Most sites use "/bin/passwd" to generate the crypted password for installation
in the /etc/passwd file.  [I know this isn't what you were looking for, but I
found this information useful when I first learnt about it several years ago.]
In /bin/passwd, the "salt" is generated using the time and other factors in
a fashion like (NOTE: may be site-dependent, and the means don't affects the
security of the password at all, since the salt is usually available.]

	time(&salt);
	salt += getpid();		/* I've seen other variants used -ks */
	saltc[0] = salt & 077;
	saltc[1] = (salt >> 6) & 077;
	while(i < 2) {
		c = saltc[i] + '.';
		if(c > '9')
			c += 'A' - '9' - 1;
		if(c > 'Z')
			c += 'a' - 'Z' - 1;
		if(!(c & 037))
			c += '@';
		saltc[i++] = c;
	}

But, again, the actual password is generated using the crypt(3) call using
the output of the routine above for the salt.  And I think you'll have a
difficult time, should you be inclined, reversing the process by anything
short of brute force.  But it is not impossible.  Read the most recent BLTJ
supplement volume on UNIX for more security information.

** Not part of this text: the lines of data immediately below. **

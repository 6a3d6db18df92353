use crate::{DbError, Result};

use std::panic::Location;
use std::path::Path;
use std::time::Duration;

use error_location::ErrorLocation;
use sqlx::sqlite::{
    SqliteConnectOptions, SqliteJournalMode, SqlitePool, SqlitePoolOptions, SqliteSynchronous,
};

/// Handle to the application database.
///
/// Opening and migrating are separate steps: a connect failure and a
/// migration failure are different operator problems and are reported as
/// such. Nothing may read or write before [`migrate`] has completed.
///
/// [`migrate`]: Database::migrate
#[derive(Debug)]
pub struct Database {
    pool: SqlitePool,
}

impl Database {
    /// Open the SQLite database at `path`, creating the file and its parent
    /// directory if missing. Does not touch the schema.
    pub async fn connect(path: &Path) -> Result<Self> {
        // Create directory if it doesn't exist
        if let Some(parent) = path.parent() {
            tokio::fs::create_dir_all(parent)
                .await
                .map_err(|e| DbError::Initialization {
                    message: format!("Failed to create database directory: {}", e),
                    location: ErrorLocation::from(Location::caller()),
                })?;
        }

        let options = SqliteConnectOptions::new()
            .filename(path)
            .create_if_missing(true)
            .journal_mode(SqliteJournalMode::Wal)
            .synchronous(SqliteSynchronous::Normal)
            .busy_timeout(Duration::from_secs(5));

        let pool = SqlitePoolOptions::new()
            .max_connections(5)
            .connect_with(options)
            .await?;

        // Enable foreign keys
        sqlx::query("PRAGMA foreign_keys = ON")
            .execute(&pool)
            .await?;

        Ok(Self { pool })
    }

    /// Open an ephemeral in-memory database. State is gone when the handle
    /// drops. A single connection keeps every caller on the same database.
    pub async fn connect_in_memory() -> Result<Self> {
        let options = SqliteConnectOptions::new()
            .filename(":memory:")
            .create_if_missing(true);

        let pool = SqlitePoolOptions::new()
            .max_connections(1)
            .connect_with(options)
            .await?;

        sqlx::query("PRAGMA foreign_keys = ON")
            .execute(&pool)
            .await?;

        Ok(Self { pool })
    }

    /// Apply pending schema migrations.
    pub async fn migrate(&self) -> Result<()> {
        sqlx::migrate!("./migrations")
            .run(&self.pool)
            .await
            .map_err(|e| DbError::Migration {
                message: format!("Migration failed: {}", e),
                location: ErrorLocation::from(Location::caller()),
            })?;

        Ok(())
    }

    pub fn pool(&self) -> SqlitePool {
        self.pool.clone()
    }
}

Crypted passwords are a definite "plus," but when people are told "NO,"
they'll *always* find a way.  It reminds me of saying "NO!" to my little
nephew...

Have a safe holiday.

		kurt


P.S.  Does anyone know if the output of crypt(3) is unique?  I.e. could there
be more than one key/salt combination which outputs the same result?